Minimum Requirement:

• Bachelor’s degree in a scientific field and 4+ years of experience in GMP based Quality Assurance, particularly in support/oversight of a company QMS, or 10+ years of GMP based Quality Assurance experience using a company QMS.
• 3+ experience working within a pharmaceutical/biotech Quality Management system, such as Trackwise, ZenQMS, Veeva, is a requirement
• Strong understanding of GMP guidelines and Quality Systems with the ability to apply GMPs in conformance to U.S. standards, and where appropriate, other regulatory authority standards.
• Ability to author, review, and interpret Standard Operating Procedures (SOPs).
• Ability to identify and/or resolve quality issues/discrepancies with others in a proactive, diplomatic, flexible, and constructive manner.
• Strong attention to detail, highly organized and the ability to multitask in a fast-paced, highly interactive environment.
• Strong service-oriented mindset with excellent verbal and written communication skills, and the ability to effectively collaborate with peers including scientific/technical colleagues.
• Experience in analytical method validation and QC testing, especially in the fields of mammalian cell culture and Gene Therapy/Biologics based potency testing, is preferred.
• Proficiency in Microsoft Office Suite (Word, Excel, PowerPoint).

About Us:
Founded in 2009, IntelliPro is a global leader in talent acquisition and HR solutions.
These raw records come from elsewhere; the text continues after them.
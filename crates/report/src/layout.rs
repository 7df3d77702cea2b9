//! Pure placement math for pictogram rows.

use crate::cursor::PageGeometry;

pub const ICON_SIZE: f32 = 20.0;
/// Horizontal advance from one icon to the next.
pub const ICON_SPACING: f32 = 25.0;
/// Offset of the first icon from the left margin.
pub const ICON_INDENT: f32 = 10.0;
/// Vertical gap below each row.
pub const ICON_ROW_GAP: f32 = 5.0;

/// Height one icon row consumes.
pub const ICON_ROW_HEIGHT: f32 = ICON_SIZE + ICON_ROW_GAP;

/// Position of one icon: zero-based row and left edge.
#[derive(Debug, Clone, Copy, PartialEq)]
pub struct IconSlot {
    pub row: usize,
    pub x: f32,
}

/// Icons that fit on one row: `floor(content_width / ICON_SPACING)`, at
/// least one.
pub fn icons_per_row(geometry: &PageGeometry) -> usize {
    ((geometry.content_width() / ICON_SPACING).floor() as usize).max(1)
}

/// Lay `count` icons out left to right, starting a new row once
/// [`icons_per_row`] icons have been placed.
pub fn layout_icon_row(count: usize, geometry: &PageGeometry) -> Vec<IconSlot> {
    let start_x = geometry.margin_x + ICON_INDENT;
    let per_row = icons_per_row(geometry);

    (0..count)
        .map(|idx| IconSlot {
            row: idx / per_row,
            x: start_x + (idx % per_row) as f32 * ICON_SPACING,
        })
        .collect()
}

/// Number of rows `count` icons occupy.
pub fn row_count(count: usize, geometry: &PageGeometry) -> usize {
    layout_icon_row(count, geometry)
        .last()
        .map_or(0, |slot| slot.row + 1)
}
//! Repository layer.
//!
//! Each repository is a zero-sized struct providing async query methods
//! that accept `&PgPool` as the first argument.

pub mod sja_repo;

pub use sja_repo::SjaRepo;
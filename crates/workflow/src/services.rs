//! Collaborator contracts consumed by the workflow.
//!
//! The controller only knows these traits. Transport (HTTP, IPC, in-process)
//! is the implementor's concern; see `ingest-client` for the HTTP version.

use async_trait::async_trait;
use serde_json::{Map, Value};

use ingest_core::content::{ContentItem, ContentPatch, ContentRecord};
use ingest_core::outcome::UNKNOWN_ERROR;
use ingest_core::script::{ExecutionResult, LoaderScript};
use ingest_core::types::{DbId, ScriptId};

/// A collaborator call that did not produce a usable reply.
#[derive(Debug, Clone, PartialEq, Eq, thiserror::Error)]
pub enum ServiceError {
    /// The service answered with an error status.
    #[error("Request failed with status {status}")]
    Rejected {
        status: u16,
        /// Error text from the response body, if any.
        body: Option<String>,
    },

    /// The call never reached the service or its reply was unreadable.
    #[error("{0}")]
    Transport(String),
}

impl ServiceError {
    /// Best available message for reports: the response error text, else
    /// the generic message, else `"Unknown error"`.
    pub fn detail(&self) -> String {
        match self {
            Self::Rejected {
                body: Some(text), ..
            } if !text.trim().is_empty() => text.trim().to_string(),
            Self::Transport(message) if message.trim().is_empty() => UNKNOWN_ERROR.to_string(),
            other => other.to_string(),
        }
    }
}

/// Script registry and execution.
#[async_trait]
pub trait ScriptService: Send + Sync {
    /// Run a script with the given parameter object.
    async fn execute_script(
        &self,
        script_id: ScriptId,
        params: &Map<String, Value>,
    ) -> Result<ExecutionResult, ServiceError>;

    /// List every registered script.
    async fn list_scripts(&self) -> Result<Vec<LoaderScript>, ServiceError>;
}

/// Content persistence.
#[async_trait]
pub trait ContentStore: Send + Sync {
    async fn create_content(&self, record: &ContentRecord) -> Result<ContentItem, ServiceError>;

    async fn update_content(
        &self,
        id: DbId,
        patch: &ContentPatch,
    ) -> Result<ContentItem, ServiceError>;
}

// ---------------------------------------------------------------------------
// Tests
// ---------------------------------------------------------------------------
Our commitment to delivering unparalleled service to clients, fostering employee growth, and building enduring partnerships sets us apart. We continue leading global talent solutions with a dynamic presence in over 160 countries, including the USA, China, Canada, Singapore, Japan, Philippines, UK, India, Netherlands, and the EU.
IntelliPro, a global leader connecting individuals with rewarding employment opportunities, is dedicated to understanding your career aspirations. As an Equal Opportunity Employer, IntelliPro values diversity and does not discriminate based on race, color, religion, sex, sexual orientation, gender identity, national origin, age, genetic information, disability, or any other legally protected group status. Moreover, our Inclusivity Commitment emphasizes embracing candidates of all abilities and ensures that our hiring and interview processes accommodate the needs of all applicants. Learn more about our commitment to diversity and inclusivity at https://intelliprogroup.com/.

Compensation: The pay offered to a successful candidate will be determined by various factors, including education, work experience, location, job responsibilities, certifications, and more. Additionally, IntelliPro provides a comprehensive benefits package, all subject to eligibility.